* [Assignment]
Of the entries below, copy only those lines that contain the word "tracing".

+---+

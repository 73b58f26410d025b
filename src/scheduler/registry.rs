//! In-memory job registry.
//!
//! Owns jobs grouped by store alias. Jobs added before [`JobRegistry::start`]
//! wait in a pending list and get their first `next_run_time` when the
//! registry starts.

use async_trait::async_trait;
use chrono::{DateTime, Utc};
use std::collections::HashMap;
use std::sync::{Arc, RwLock, RwLockReadGuard, RwLockWriteGuard};

use crate::core::callable::CallableResolver;
use crate::core::instances::InstanceGate;
use crate::core::job::{Job, JobChanges, JobView};
use crate::core::trigger::Trigger;
use crate::core::types::{JobId, StoreId};

use super::handle::JobHandle;
use super::types::{Scheduler, SchedulerError};

struct RegistryState<T> {
    running: bool,
    pending: Vec<(StoreId, Job<T>)>,
    stores: HashMap<StoreId, HashMap<JobId, Job<T>>>,
}

impl<T: Trigger> RegistryState<T> {
    fn new() -> Self {
        let mut stores = HashMap::new();
        stores.insert(StoreId::default(), HashMap::new());
        Self {
            running: false,
            pending: Vec::new(),
            stores,
        }
    }

    fn contains(&self, id: &JobId, store: &StoreId) -> bool {
        self.job(id, store).is_some()
    }

    fn job(&self, id: &JobId, store: &StoreId) -> Option<&Job<T>> {
        self.stores
            .get(store)
            .and_then(|jobs| jobs.get(id))
            .or_else(|| {
                self.pending
                    .iter()
                    .find(|(s, job)| s == store && job.id() == id)
                    .map(|(_, job)| job)
            })
    }

    fn job_mut(&mut self, id: &JobId, store: &StoreId) -> Option<&mut Job<T>> {
        if let Some(job) = self.stores.get_mut(store).and_then(|jobs| jobs.get_mut(id)) {
            return Some(job);
        }
        self.pending
            .iter_mut()
            .find(|(s, job)| s == store && job.id() == id)
            .map(|(_, job)| job)
    }
}

fn not_found(id: &JobId, store: &StoreId) -> SchedulerError {
    SchedulerError::JobNotFound {
        id: id.clone(),
        store: store.clone(),
    }
}

/// Thread-safe in-memory registry of jobs.
pub struct JobRegistry<T> {
    resolver: Arc<dyn CallableResolver>,
    state: RwLock<RegistryState<T>>,
}

impl<T: Trigger + Clone + 'static> JobRegistry<T> {
    /// Create an empty registry that resolves callable references through `resolver`.
    pub fn new(resolver: Arc<dyn CallableResolver>) -> Self {
        Self {
            resolver,
            state: RwLock::new(RegistryState::new()),
        }
    }

    fn read(&self) -> Result<RwLockReadGuard<'_, RegistryState<T>>, SchedulerError> {
        self.state.read().map_err(|_| SchedulerError::LockPoisoned)
    }

    fn write(&self) -> Result<RwLockWriteGuard<'_, RegistryState<T>>, SchedulerError> {
        self.state.write().map_err(|_| SchedulerError::LockPoisoned)
    }

    /// The resolver used for callable references in job changes.
    pub fn resolver(&self) -> &dyn CallableResolver {
        self.resolver.as_ref()
    }

    /// Whether [`start`](Self::start) has been called.
    pub fn is_running(&self) -> Result<bool, SchedulerError> {
        Ok(self.read()?.running)
    }

    /// Add a job to `store` and hand back a handle to it.
    ///
    /// Before the registry starts the job is pending. Afterwards it is
    /// scheduled right away, computing `next_run_time` from the current time
    /// unless the job already carries one.
    pub fn add_job(
        self: &Arc<Self>,
        mut job: Job<T>,
        store: impl Into<StoreId>,
    ) -> Result<JobHandle<T>, SchedulerError> {
        let store = store.into();
        let view = {
            let mut state = self.write()?;
            if state.contains(job.id(), &store) {
                return Err(SchedulerError::ConflictingId(job.id().clone()));
            }

            if state.running {
                if job.next_run_time().is_none() {
                    job.compute_next_run_time(Utc::now());
                }
                let view = job.view();
                state
                    .stores
                    .entry(store.clone())
                    .or_default()
                    .insert(job.id().clone(), job);
                view
            } else {
                let view = job.view();
                state.stores.entry(store.clone()).or_default();
                state.pending.push((store.clone(), job));
                view
            }
        };

        tracing::info!(
            job_id = %view.id,
            store = %store,
            next_run_time = ?view.next_run_time,
            "Added job"
        );
        Ok(self.wrap(store, view))
    }

    /// Schedule every pending job relative to `now`.
    ///
    /// Returns how many jobs left the pending list. Calling it again once
    /// running is a no-op.
    pub fn start(&self, now: DateTime<Utc>) -> Result<usize, SchedulerError> {
        let mut state = self.write()?;
        if state.running {
            return Ok(0);
        }
        state.running = true;

        let pending = std::mem::take(&mut state.pending);
        let count = pending.len();
        for (store, mut job) in pending {
            if job.next_run_time().is_none() {
                job.compute_next_run_time(now);
            }
            tracing::debug!(
                job_id = %job.id(),
                store = %store,
                next_run_time = ?job.next_run_time(),
                "Scheduled pending job"
            );
            state
                .stores
                .entry(store)
                .or_default()
                .insert(job.id().clone(), job);
        }

        tracing::info!(jobs = count, "Job registry started");
        Ok(count)
    }

    /// Handle for a job the registry already owns.
    pub fn handle(
        self: &Arc<Self>,
        id: &JobId,
        store: &StoreId,
    ) -> Result<JobHandle<T>, SchedulerError> {
        let view = self.view_of(id, store)?;
        Ok(self.wrap(store.clone(), view))
    }

    fn wrap(self: &Arc<Self>, store: StoreId, view: JobView<T>) -> JobHandle<T> {
        let scheduler: Arc<dyn Scheduler<T>> = self.clone();
        JobHandle::new(&scheduler, store, view)
    }

    fn view_of(&self, id: &JobId, store: &StoreId) -> Result<JobView<T>, SchedulerError> {
        self.read()?
            .job(id, store)
            .map(Job::view)
            .ok_or_else(|| not_found(id, store))
    }

    /// Run `f` against a job as its single timing writer.
    ///
    /// This is how a scheduling loop recomputes `next_run_time`, enumerates
    /// run times or records finished runs.
    pub fn with_job_mut<R>(
        &self,
        id: &JobId,
        store: &StoreId,
        f: impl FnOnce(&mut Job<T>) -> R,
    ) -> Result<R, SchedulerError> {
        let mut state = self.write()?;
        let job = state.job_mut(id, store).ok_or_else(|| not_found(id, store))?;
        Ok(f(job))
    }

    /// Admission gate of a job, for execution contexts on other tasks.
    pub fn instance_gate(
        &self,
        id: &JobId,
        store: &StoreId,
    ) -> Result<Arc<InstanceGate>, SchedulerError> {
        self.read()?
            .job(id, store)
            .map(Job::instance_gate)
            .ok_or_else(|| not_found(id, store))
    }

    /// Fire times that elapsed up to `now`, for every scheduled job that has any.
    pub fn due_run_times(
        &self,
        now: DateTime<Utc>,
    ) -> Result<Vec<(StoreId, JobId, Vec<DateTime<Utc>>)>, SchedulerError> {
        let state = self.read()?;
        let mut due: Vec<_> = state
            .stores
            .iter()
            .flat_map(|(store, jobs)| {
                jobs.values().filter_map(move |job| {
                    let run_times = job.get_run_times(now);
                    (!run_times.is_empty()).then(|| (store.clone(), job.id().clone(), run_times))
                })
            })
            .collect();
        due.sort_by(|a, b| (a.2[0], &a.0, &a.1).cmp(&(b.2[0], &b.0, &b.1)));
        Ok(due)
    }

    /// Remove a job, scheduled or pending.
    pub fn remove_job(&self, id: &JobId, store: &StoreId) -> Result<(), SchedulerError> {
        let mut state = self.write()?;
        let removed = state
            .stores
            .get_mut(store)
            .and_then(|jobs| jobs.remove(id))
            .is_some();
        if !removed {
            let index = state
                .pending
                .iter()
                .position(|(s, job)| s == store && job.id() == id)
                .ok_or_else(|| not_found(id, store))?;
            state.pending.remove(index);
        }

        tracing::info!(job_id = %id, store = %store, "Removed job");
        Ok(())
    }

    /// Apply `changes` to a job.
    ///
    /// A new id must be free in the store. Replacing the trigger of a
    /// scheduled job recomputes its `next_run_time` from the current time
    /// unless the changes set one explicitly.
    pub fn modify_job(
        &self,
        id: &JobId,
        store: &StoreId,
        changes: JobChanges<T>,
    ) -> Result<(), SchedulerError> {
        let mut state = self.write()?;
        if let Some(new_id) = changes.new_id()
            && new_id != id
            && state.contains(new_id, store)
        {
            return Err(SchedulerError::ConflictingId(new_id.clone()));
        }
        let reschedule =
            state.running && changes.replaces_trigger() && !changes.sets_next_run_time();

        let new_id = {
            let job = state.job_mut(id, store).ok_or_else(|| not_found(id, store))?;
            job.modify(changes, self.resolver.as_ref())?;
            if reschedule {
                job.compute_next_run_time(Utc::now());
            }
            job.id().clone()
        };

        if &new_id != id
            && let Some(jobs) = state.stores.get_mut(store)
            && let Some(job) = jobs.remove(id)
        {
            jobs.insert(new_id.clone(), job);
        }

        tracing::info!(job_id = %id, new_id = %new_id, store = %store, "Modified job");
        Ok(())
    }

    /// Views of the jobs in `store`, pending ones or scheduled ones.
    ///
    /// Scheduled jobs come ordered by `next_run_time` with retired jobs last.
    pub fn jobs(&self, store: &StoreId, pending: bool) -> Result<Vec<JobView<T>>, SchedulerError> {
        let state = self.read()?;
        let jobs = state
            .stores
            .get(store)
            .ok_or_else(|| SchedulerError::StoreNotFound(store.clone()))?;

        if pending {
            return Ok(state
                .pending
                .iter()
                .filter(|(s, _)| s == store)
                .map(|(_, job)| job.view())
                .collect());
        }

        let mut views: Vec<_> = jobs.values().map(Job::view).collect();
        views.sort_by(|a, b| {
            (a.next_run_time.is_none(), a.next_run_time, &a.id).cmp(&(
                b.next_run_time.is_none(),
                b.next_run_time,
                &b.id,
            ))
        });
        Ok(views)
    }
}

#[async_trait]
impl<T: Trigger + Clone + 'static> Scheduler<T> for JobRegistry<T> {
    async fn unschedule_job(&self, id: &JobId, store: &StoreId) -> Result<(), SchedulerError> {
        self.remove_job(id, store)
    }

    async fn modify_job(
        &self,
        id: &JobId,
        store: &StoreId,
        changes: JobChanges<T>,
    ) -> Result<(), SchedulerError> {
        JobRegistry::modify_job(self, id, store, changes)
    }

    async fn get_job(&self, id: &JobId, store: &StoreId) -> Result<JobView<T>, SchedulerError> {
        self.view_of(id, store)
    }

    async fn get_jobs(
        &self,
        store: &StoreId,
        pending: bool,
    ) -> Result<Vec<JobView<T>>, SchedulerError> {
        self.jobs(store, pending)
    }
}
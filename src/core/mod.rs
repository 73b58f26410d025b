//! Core domain types: jobs, triggers, callables and their persisted form.

pub mod callable;
pub mod instances;
pub mod job;
pub mod schedule;
pub mod snapshot;
pub mod trigger;
pub mod types;
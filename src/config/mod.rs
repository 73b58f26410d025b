//! Configuration loading and parsing.
//!
//! This module provides YAML-based configuration for jobs and global defaults.

mod builder;
mod error;
mod types;
mod yaml;

pub use builder::{
    ConfiguredJob, GLOBAL_CONFIG_FILE, JobConfigBuilder, load_global_config,
    load_jobs_from_directory,
};
pub use error::ConfigError;
pub use types::{GlobalConfig, GraceTimeConfig, JobConfig, ScheduleConfig, UNBOUNDED};
pub use yaml::YamlLoader;
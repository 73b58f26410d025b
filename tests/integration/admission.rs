//! Instance admission integration tests.
//!
//! Tests that the admission gate bounds concurrent executions when execution
//! contexts race on separate tasks, and that a simple dispatch tick built on
//! the registry honours coalescing and run budgets.

use crate::common::{at, callables};
use chrono::TimeDelta;
use recur::testing::{CallCounter, StepTrigger};
use recur::{Job, JobError, JobId, JobRegistry, StoreId};
use std::sync::Arc;
use std::sync::atomic::{AtomicUsize, Ordering};
use std::time::Duration;
use tokio::sync::watch;

#[tokio::test(flavor = "multi_thread", worker_threads = 4)]
async fn test_racing_executions_respect_max_instances() {
    const ATTEMPTS: usize = 16;

    let job = Job::builder(
        StepTrigger::new(at(0, 0, 0), TimeDelta::minutes(1)),
        CallCounter::new().callable(),
    )
    .id("busy")
    .max_instances(3)
    .build(&callables())
    .unwrap();
    let gate = job.instance_gate();

    let attempts = Arc::new(AtomicUsize::new(0));
    let admitted = Arc::new(AtomicUsize::new(0));
    let (release, released) = watch::channel(false);

    let mut tasks = Vec::new();
    for _ in 0..ATTEMPTS {
        let gate = Arc::clone(&gate);
        let attempts = Arc::clone(&attempts);
        let admitted = Arc::clone(&admitted);
        let mut released = released.clone();
        tasks.push(tokio::spawn(async move {
            let permit = gate.acquire();
            attempts.fetch_add(1, Ordering::SeqCst);
            if let Ok(permit) = permit {
                admitted.fetch_add(1, Ordering::SeqCst);
                released.wait_for(|go| *go).await.unwrap();
                drop(permit);
            }
        }));
    }

    while attempts.load(Ordering::SeqCst) < ATTEMPTS {
        tokio::time::sleep(Duration::from_millis(1)).await;
    }
    assert_eq!(admitted.load(Ordering::SeqCst), 3);
    assert_eq!(job.instances(), 3);
    assert!(matches!(
        job.add_instance(),
        Err(JobError::MaxInstancesReached { max_instances: 3, .. })
    ));

    release.send(true).unwrap();
    for task in tasks {
        task.await.unwrap();
    }
    assert_eq!(job.instances(), 0);
}

#[test]
fn test_admission_scenario_with_two_slots() {
    let job = Job::builder(
        StepTrigger::new(at(0, 0, 0), TimeDelta::minutes(1)),
        "mail:send_digest",
    )
    .max_instances(2)
    .build(&callables())
    .unwrap();

    job.add_instance().unwrap();
    job.add_instance().unwrap();
    assert_eq!(job.instances(), 2);

    assert!(job.add_instance().is_err());
    assert_eq!(job.instances(), 2);

    job.remove_instance();
    job.add_instance().unwrap();
    assert_eq!(job.instances(), 2);
}

/// One pass of a minimal dispatch loop: run due jobs inline.
fn tick(registry: &JobRegistry<StepTrigger>, now: chrono::DateTime<chrono::Utc>) {
    for (store, id, run_times) in registry.due_run_times(now).unwrap() {
        registry
            .with_job_mut(&id, &store, |job| {
                let runs = if job.coalesce() { 1 } else { run_times.len() };
                for _ in 0..runs {
                    let Ok(permit) = job.instance_gate().acquire() else {
                        break;
                    };
                    job.func().call(job.args(), job.kwargs()).unwrap();
                    drop(permit);
                    if job.record_run().is_err() {
                        break;
                    }
                }
                job.compute_next_run_time(now);
            })
            .unwrap();
    }
}

#[test]
fn test_dispatch_tick_coalesces_missed_runs() {
    let counter = CallCounter::new();
    let registry = Arc::new(JobRegistry::new(Arc::new(callables())));
    let job = Job::builder(
        StepTrigger::new(at(10, 0, 0), TimeDelta::minutes(1)),
        counter.callable(),
    )
    .id("heartbeat")
    .build(&callables())
    .unwrap();
    registry.add_job(job, "default").unwrap();
    registry.start(at(9, 59, 0)).unwrap();

    // Five fire times elapsed while nobody looked.
    tick(&registry, at(10, 4, 30));
    assert_eq!(counter.count(), 1);

    let handle = registry
        .handle(&JobId::new("heartbeat"), &StoreId::default())
        .unwrap();
    assert_eq!(handle.runs(), 1);
    assert_eq!(handle.next_run_time(), Some(at(10, 5, 0)));
}

#[test]
fn test_dispatch_tick_runs_each_missed_time_within_budget() {
    let counter = CallCounter::new();
    let registry = Arc::new(JobRegistry::new(Arc::new(callables())));
    let job = Job::builder(
        StepTrigger::new(at(10, 0, 0), TimeDelta::minutes(1)),
        counter.callable(),
    )
    .id("batch")
    .coalesce(false)
    .max_runs(3)
    .build(&callables())
    .unwrap();
    registry.add_job(job, "default").unwrap();
    registry.start(at(9, 59, 0)).unwrap();

    tick(&registry, at(10, 10, 0));
    assert_eq!(counter.count(), 3);

    let handle = registry
        .handle(&JobId::new("batch"), &StoreId::default())
        .unwrap();
    assert_eq!(handle.runs(), 3);
    assert_eq!(handle.next_run_time(), None);

    // Retired: later ticks find nothing due.
    tick(&registry, at(12, 0, 0));
    assert_eq!(counter.count(), 3);
}

//! Per-job admission control.
//!
//! [`InstanceGate`] bounds how many executions of one job may be in flight at
//! once. It is the only piece of job state written from several execution
//! contexts, so every check-and-update happens under its own lock.

use std::sync::{Arc, Mutex, MutexGuard, PoisonError};
use thiserror::Error;

/// Admission was denied because the job is already at its concurrency limit.
#[derive(Debug, Clone, Copy, PartialEq, Eq, Error)]
#[error("maximum number of running instances reached ({max_instances})")]
pub struct MaxInstancesReached {
    /// The limit in force when admission was denied.
    pub max_instances: usize,
}

#[derive(Debug)]
struct GateState {
    instances: usize,
    max_instances: usize,
}

/// Bounded counter of in-flight executions.
///
/// Invariant: `0 <= instances <= max_instances`.
#[derive(Debug)]
pub struct InstanceGate {
    state: Mutex<GateState>,
}

impl InstanceGate {
    /// Create a gate with no executions in flight.
    pub fn new(max_instances: usize) -> Self {
        Self {
            state: Mutex::new(GateState {
                instances: 0,
                max_instances,
            }),
        }
    }

    // Every update is a single assignment under the lock, so a poisoned
    // state is still consistent.
    fn lock(&self) -> MutexGuard<'_, GateState> {
        self.state.lock().unwrap_or_else(PoisonError::into_inner)
    }

    /// Admit one more execution, returning the new in-flight count.
    pub fn add_instance(&self) -> Result<usize, MaxInstancesReached> {
        let mut state = self.lock();
        if state.instances >= state.max_instances {
            return Err(MaxInstancesReached {
                max_instances: state.max_instances,
            });
        }
        state.instances += 1;
        Ok(state.instances)
    }

    /// Release one execution, returning the new in-flight count.
    ///
    /// # Panics
    ///
    /// Panics if no execution is in flight. Releasing more than was admitted
    /// is a bug in the caller.
    pub fn remove_instance(&self) -> usize {
        let mut state = self.lock();
        assert!(state.instances > 0, "already at 0 instances");
        state.instances -= 1;
        state.instances
    }

    /// Admit one execution and release it when the returned permit drops.
    pub fn acquire(self: &Arc<Self>) -> Result<InstancePermit, MaxInstancesReached> {
        self.add_instance()?;
        Ok(InstancePermit {
            gate: Arc::clone(self),
        })
    }

    /// Current number of in-flight executions.
    pub fn instances(&self) -> usize {
        self.lock().instances
    }

    /// Current concurrency limit.
    pub fn max_instances(&self) -> usize {
        self.lock().max_instances
    }

    /// Change the limit. Fails, leaving the limit untouched, if more executions
    /// than `max_instances` are already in flight.
    pub(crate) fn set_max_instances(&self, max_instances: usize) -> Result<(), usize> {
        let mut state = self.lock();
        if state.instances > max_instances {
            return Err(state.instances);
        }
        state.max_instances = max_instances;
        Ok(())
    }
}

/// An admitted execution. Dropping it releases the slot.
#[derive(Debug)]
pub struct InstancePermit {
    gate: Arc<InstanceGate>,
}

impl Drop for InstancePermit {
    fn drop(&mut self) {
        self.gate.remove_instance();
    }
}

+---+

* [Solution for this exercise]
        tracing::info!(
            tracing::debug!(
        tracing::info!(jobs = count, "Job registry started");
        tracing::info!(job_id = %id, store = %store, "Removed job");
        tracing::info!(job_id = %id, new_id = %new_id, store = %store, "Modified job");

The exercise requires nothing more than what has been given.